EXERCISE BRIEF:
Given the records below, would you repeat exactly the lines that begin at the one containing "-9, -22)), Some(config.palette.dark));" and end at the one containing "fill_sphere(map, ex, hy - 2.0, hz, 2.5, p.white);", inclusive?
(INPUT DATA)
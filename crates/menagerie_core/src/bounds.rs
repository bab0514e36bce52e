//! Inclusive integer bounding boxes.

use crate::voxel::VoxelKey;

/// Axis-aligned box of lattice cells, inclusive on both ends.
///
/// A box whose `min` exceeds its `max` on any axis is empty.
#[derive(Clone, Copy, Debug, PartialEq, Eq, Hash)]
pub struct Bounds {
    /// Lowest corner.
    pub min: VoxelKey,
    /// Highest corner.
    pub max: VoxelKey,
}

impl Bounds {
    /// Creates bounds from two corners.
    #[inline]
    #[must_use]
    pub const fn new(min: VoxelKey, max: VoxelKey) -> Self {
        Self { min, max }
    }

    /// Bounds covering a single cell.
    #[inline]
    #[must_use]
    pub const fn point(key: VoxelKey) -> Self {
        Self { min: key, max: key }
    }

    /// Grows the box to cover `key`.
    #[inline]
    pub fn include(&mut self, key: VoxelKey) {
        self.min.x = self.min.x.min(key.x);
        self.min.y = self.min.y.min(key.y);
        self.min.z = self.min.z.min(key.z);
        self.max.x = self.max.x.max(key.x);
        self.max.y = self.max.y.max(key.y);
        self.max.z = self.max.z.max(key.z);
    }

    /// Returns true if the box holds no cells.
    #[inline]
    #[must_use]
    pub const fn is_empty(&self) -> bool {
        self.min.x > self.max.x || self.min.y > self.max.y || self.min.z > self.max.z
    }

    /// Returns true if `key` lies inside the box.
    #[inline]
    #[must_use]
    pub const fn contains(&self, key: VoxelKey) -> bool {
        key.x >= self.min.x
            && key.x <= self.max.x
            && key.y >= self.min.y
            && key.y <= self.max.y
            && key.z >= self.min.z
            && key.z <= self.max.z
    }

    /// Width (X axis) in cells.
    #[inline]
    #[must_use]
    pub fn width(&self) -> u64 {
        span(self.min.x, self.max.x)
    }

    /// Height (Y axis) in cells.
    #[inline]
    #[must_use]
    pub fn height(&self) -> u64 {
        span(self.min.y, self.max.y)
    }

    /// Depth (Z axis) in cells.
    #[inline]
    #[must_use]
    pub fn depth(&self) -> u64 {
        span(self.min.z, self.max.z)
    }

    /// Total cells in the box.
    #[inline]
    #[must_use]
    pub fn volume(&self) -> u64 {
        self.width()
            .saturating_mul(self.height())
            .saturating_mul(self.depth())
    }

    /// Every cell in the box, X outermost and Z innermost.
    pub fn keys(self) -> impl Iterator<Item = VoxelKey> {
        let Self { min, max } = self;
        (min.x..=max.x).flat_map(move |x| {
            (min.y..=max.y).flat_map(move |y| (min.z..=max.z).map(move |z| VoxelKey::new(x, y, z)))
        })
    }
}

/// Number of integers in `lo..=hi`, zero when inverted.
#[inline]
fn span(lo: i32, hi: i32) -> u64 {
    u64::try_from(i64::from(hi) - i64::from(lo) + 1).unwrap_or(0)
}
//! Snake and dinosaur.

use std::f64::consts::PI;

use menagerie_core::{fill_cuboid, fill_ellipsoid, fill_sphere, VoxelMap};

use crate::config::ModelConfig;

const SNAKE_SEGMENTS: u32 = 60;
const SNAKE_COILS: f64 = 3.0;

/// Point on the snake's rising spiral for segment `i`, with the fraction of
/// the body already laid down.
fn coil_point(i: u32, base_y: f64) -> ([f64; 3], f64) {
    let t = f64::from(i) / f64::from(SNAKE_SEGMENTS);
    let angle = t * PI * 2.0 * SNAKE_COILS;
    let radius = 6.0 - t * 3.0;
    (
        [angle.cos() * radius, base_y + t * 12.0, angle.sin() * radius],
        t,
    )
}

/// Snake coiled three times, narrowing toward the head on top.
pub(crate) fn snake(map: &mut VoxelMap, config: &ModelConfig) {
    let p = &config.palette;
    let cy = config.floor_y + 1.0;

    // Banded body
    for i in 0..SNAKE_SEGMENTS {
        let ([px, py, pz], t) = coil_point(i, cy);
        let color = if i % 6 < 3 { p.green } else { p.dark };
        fill_sphere(map, px, py, pz, 1.5 - t * 0.3, color);
    }

    let head_y = cy + 12.5;
    fill_ellipsoid(map, -1.0, head_y, -1.0, 2.5, p.green, 0.8);

    // With the default floor the pupils land on the same cells as the gold.
    map.set(-2.5, head_y + 1.0, 0.5, p.gold);
    map.set(0.5, head_y + 1.0, 0.5, p.gold);
    map.set(-2.5, head_y + 1.5, 0.5, p.black);
    map.set(0.5, head_y + 1.5, 0.5, p.black);

    // Forked tongue
    map.set(-1.0, head_y - 0.5, 2.0, p.red);
    map.set(-1.0, head_y - 0.5, 3.0, p.red);
    map.set(-1.5, head_y - 0.5, 4.0, p.red);
    map.set(-0.5, head_y - 0.5, 4.0, p.red);

    // Diamonds along the back
    for i in (0..SNAKE_SEGMENTS).step_by(4) {
        let ([px, py, pz], _) = coil_point(i, cy);
        map.set(px, py + 1.5, pz, p.gold);
    }
}

/// Upright theropod with a spined back and a long tail.
pub(crate) fn dinosaur(map: &mut VoxelMap, config: &ModelConfig) {
    let p = &config.palette;
    let cy = config.floor_y + 1.0;

    fill_ellipsoid(map, 0.0, cy + 8.0, 0.0, 5.0, p.green, 1.2);
    fill_cuboid(map, [-3.0, cy + 5.0, 4.0], [3.0, cy + 9.0, 4.0], p.white);

    // Legs and clawed feet
    for y in 0..7 {
        let y = f64::from(y);
        fill_sphere(map, -3.0, cy + y, 0.0, 2.0, p.green);
        fill_sphere(map, 3.0, cy + y, 0.0, 2.0, p.green);
    }
    fill_ellipsoid(map, -3.0, cy, 1.5, 2.5, p.green, 0.5);
    fill_ellipsoid(map, 3.0, cy, 1.5, 2.5, p.green, 0.5);
    map.set(-3.0, cy, 4.0, p.ivory);
    map.set(3.0, cy, 4.0, p.ivory);
    map.set(-4.0, cy, 3.5, p.ivory);
    map.set(4.0, cy, 3.5, p.ivory);

    // Small arms
    for i in 0..3 {
        let i = f64::from(i);
        map.set(-4.0, cy + 9.0 - i, 3.0 + i, p.green);
        map.set(4.0, cy + 9.0 - i, 3.0 + i, p.green);
    }
    map.set(-4.0, cy + 6.0, 6.0, p.ivory);
    map.set(4.0, cy + 6.0, 6.0, p.ivory);

    for y in 0..5 {
        let y = f64::from(y);
        fill_sphere(map, 0.0, cy + 11.0 + y, 2.0 + y * 0.5, 2.5 - y * 0.2, p.green);
    }

    // Head and jaw
    let (hy, hz) = (cy + 16.0, 5.0);
    fill_ellipsoid(map, 0.0, hy, hz, 3.5, p.green, 0.8);
    fill_ellipsoid(map, 0.0, hy - 1.5, hz + 2.0, 2.5, p.green, 0.5);

    for x in -1..=1 {
        let x = f64::from(x);
        map.set(x, hy - 2.0, hz + 3.5, p.ivory);
        map.set(x, hy - 0.5, hz + 4.0, p.ivory);
    }

    map.set(-2.0, hy + 1.0, hz + 2.5, p.red);
    map.set(2.0, hy + 1.0, hz + 2.5, p.red);
    map.set(-2.0, hy + 1.5, hz + 2.5, p.black);
    map.set(2.0, hy + 1.5, hz + 2.5, p.black);

    map.set(-1.0, hy, hz + 4.0, p.dark);
    map.set(1.0, hy, hz + 4.0, p.dark);

    // Spines
    for i in 0..12 {
        let i = f64::from(i);
        let sz = -2.0 + i * 0.8;
        let sy = cy + 10.0 + (i * 0.3).sin() * 2.0;
        map.set(0.0, sy + 3.0, sz, p.orange);
        map.set(0.0, sy + 4.0, sz, p.orange);
    }

    // Tail thins out but never below half a voxel.
    for i in 0..15 {
        let i = f64::from(i);
        let radius = (2.5 - i * 0.12).max(0.5);
        fill_sphere(map, 0.0, cy + 7.0 - i * 0.3, -5.0 - i * 1.2, radius, p.green);
    }
    map.set(0.0, cy + 2.0, -22.0, p.dark);
}

#[cfg(test)]
mod tests {
    use super::*;
    use menagerie_core::VoxelKey;

    #[test]
    fn test_coil_rises_and_tightens() {
        let (start, t0) = coil_point(0, 0.0);
        let (end, t1) = coil_point(SNAKE_SEGMENTS - 1, 0.0);
        assert_eq!(t0, 0.0);
        assert!(t1 < 1.0);
        assert_eq!(start, [6.0, 0.0, 0.0]);
        assert!(end[1] > 11.0);
        let reach = |[x, _, z]: [f64; 3]| (x * x + z * z).sqrt();
        assert!(reach(end) < reach(start));
    }

    #[test]
    fn test_snake_eyes() {
        let config = ModelConfig::default();
        let mut map = VoxelMap::new();
        snake(&mut map, &config);

        // head_y = 1.5; both eye writes round to y = 3.
        assert_eq!(map.get(VoxelKey::new(-2, 3, 1)), Some(config.palette.black));
        assert_eq!(map.get(VoxelKey::new(1, 3, 1)), Some(config.palette.black));
        assert_eq!(map.get(VoxelKey::new(-1, 1, 4)), Some(config.palette.red));
    }

    #[test]
    fn test_dinosaur_tail_tip() {
        let config = ModelConfig::default();
        let mut map = VoxelMap::new();
        dinosaur(&mut map, &config);

        let bounds = map.bounds().unwrap();
        assert_eq!(bounds.min.z, -22);
        assert_eq!(map.get(VoxelKey::new(0, -9, -22)), Some(config.palette.dark));
        assert_eq!(map.get(VoxelKey::new(-3, -11, 4)), Some(config.palette.ivory));
    }
}
//! Eagles on branches.

use menagerie_core::{fill_cuboid, fill_ellipsoid, fill_sphere, VoxelMap};
use rand::Rng;

use crate::config::ModelConfig;
use crate::palette::Palette;

/// Eagle perched on a wavy branch with random leaf clusters.
pub(crate) fn eagle<R: Rng + ?Sized>(map: &mut VoxelMap, config: &ModelConfig, rng: &mut R) {
    let p = &config.palette;

    // Branch
    for x in -8..8 {
        let x = f64::from(x);
        let y = (x * 0.2).sin() * 1.5;
        let z = (x * 0.1).cos() * 1.5;
        fill_sphere(map, x, y, z, 1.8, p.wood);
        if rng.gen::<f64>() > 0.7 {
            let dz = (rng.gen::<f64>() - 0.5) * 3.0;
            fill_sphere(map, x, y + 2.0, z + dz, 1.5, p.green);
        }
    }

    let (ex, ey, ez) = (0.0, 2.0, 2.0);

    // Body
    fill_ellipsoid(map, ex, ey + 6.0, ez, 4.5, p.dark, 1.4);
    fill_cuboid(map, [ex - 2.0, ey + 4.0, ez + 3.0], [ex + 2.0, ey + 9.0, ez + 3.0], p.light);
    for x in [-4.0, -3.0, 3.0, 4.0] {
        fill_cuboid(map, [x, ey + 4.0, ez - 2.0], [x, ey + 10.0, ez + 3.0], p.dark);
    }
    fill_cuboid(map, [ex - 2.0, ey, ez - 5.0], [ex + 2.0, ey + 4.0, ez - 3.0], p.white);

    // Head
    let (hy, hz) = (ey + 12.0, ez + 1.0);
    fill_sphere(map, ex, hy, hz, 2.8, p.white);
    fill_sphere(map, ex, hy - 2.0, hz, 2.5, p.white);

    for (dx, dy) in [(-2.0, 0.0), (-2.0, 1.0), (2.0, 0.0), (2.0, 1.0)] {
        map.set(ex + dx, ey + dy, ez, p.talon);
    }

    // Beak
    for (dx, dz) in [(0.0, 1.0), (0.0, 2.0), (1.0, 1.0), (-1.0, 1.0)] {
        map.set(ex + dx, hy, hz + 2.0 + dz, p.gold);
    }
    map.set(ex, hy - 1.0, hz + 3.0, p.gold);

    // Eyes
    map.set(ex - 1.5, hy + 0.5, hz + 1.5, p.black);
    map.set(ex + 1.5, hy + 0.5, hz + 1.5, p.black);
    map.set(ex - 1.5, hy + 1.5, hz + 1.5, p.white);
    map.set(ex + 1.5, hy + 1.5, hz + 1.5, p.white);
}

/// Two small eagles on separate branches, left one set back and right one
/// set forward.
pub(crate) fn twins<R: Rng + ?Sized>(map: &mut VoxelMap, config: &ModelConfig, rng: &mut R) {
    small_eagle(map, &config.palette, rng, -10.0, 2.0);
    small_eagle(map, &config.palette, rng, 10.0, -2.0);
}

fn small_eagle<R: Rng + ?Sized>(map: &mut VoxelMap, p: &Palette, rng: &mut R, ox: f64, oz: f64) {
    for x in -5..5 {
        let x = f64::from(x);
        let y = (x * 0.4).sin() * 0.5;
        fill_sphere(map, ox + x, y, oz, 1.2, p.wood);
        if rng.gen::<f64>() > 0.8 {
            fill_sphere(map, ox + x, y + 1.0, oz, 1.0, p.green);
        }
    }

    let (ex, ey, ez) = (ox, 1.5, oz);
    fill_ellipsoid(map, ex, ey + 4.0, ez, 3.0, p.dark, 1.4);
    fill_cuboid(map, [ex - 1.0, ey + 2.0, ez + 2.0], [ex + 1.0, ey + 6.0, ez + 2.0], p.light);
    fill_cuboid(map, [ex - 1.0, ey + 2.0, ez - 3.0], [ex + 1.0, ey + 3.0, ez - 3.0], p.white);
    for x in [ex - 3.0, ex + 3.0] {
        fill_cuboid(map, [x, ey + 2.0, ez - 1.0], [x, ey + 6.0, ez + 2.0], p.dark);
    }

    let (hy, hz) = (ey + 8.0, ez + 1.0);
    fill_sphere(map, ex, hy, hz, 2.0, p.white);
    map.set(ex, hy, hz + 2.0, p.gold);
    map.set(ex, hy - 0.5, hz + 2.0, p.gold);
    map.set(ex - 1.0, hy + 0.5, hz + 1.0, p.black);
    map.set(ex + 1.0, hy + 0.5, hz + 1.0, p.black);
    map.set(ex - 1.0, ey, ez, p.talon);
    map.set(ex + 1.0, ey, ez, p.talon);
}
(End INPUT DATA)
ANSWER FOR THE TASK:
        assert_eq!(map.get(VoxelKey::new(0, -9, -22)), Some(config.palette.dark));
        assert_eq!(map.get(VoxelKey::new(-3, -11, 4)), Some(config.palette.ivory));
    }
}
//! Eagles on branches.

use menagerie_core::{fill_cuboid, fill_ellipsoid, fill_sphere, VoxelMap};
use rand::Rng;

use crate::config::ModelConfig;
use crate::palette::Palette;

/// Eagle perched on a wavy branch with random leaf clusters.
pub(crate) fn eagle<R: Rng + ?Sized>(map: &mut VoxelMap, config: &ModelConfig, rng: &mut R) {
    let p = &config.palette;

    // Branch
    for x in -8..8 {
        let x = f64::from(x);
        let y = (x * 0.2).sin() * 1.5;
        let z = (x * 0.1).cos() * 1.5;
        fill_sphere(map, x, y, z, 1.8, p.wood);
        if rng.gen::<f64>() > 0.7 {
            let dz = (rng.gen::<f64>() - 0.5) * 3.0;
            fill_sphere(map, x, y + 2.0, z + dz, 1.5, p.green);
        }
    }

    let (ex, ey, ez) = (0.0, 2.0, 2.0);

    // Body
    fill_ellipsoid(map, ex, ey + 6.0, ez, 4.5, p.dark, 1.4);
    fill_cuboid(map, [ex - 2.0, ey + 4.0, ez + 3.0], [ex + 2.0, ey + 9.0, ez + 3.0], p.light);
    for x in [-4.0, -3.0, 3.0, 4.0] {
        fill_cuboid(map, [x, ey + 4.0, ez - 2.0], [x, ey + 10.0, ez + 3.0], p.dark);
    }
    fill_cuboid(map, [ex - 2.0, ey, ez - 5.0], [ex + 2.0, ey + 4.0, ez - 3.0], p.white);

    // Head
    let (hy, hz) = (ey + 12.0, ez + 1.0);
    fill_sphere(map, ex, hy, hz, 2.8, p.white);
    fill_sphere(map, ex, hy - 2.0, hz, 2.5, p.white);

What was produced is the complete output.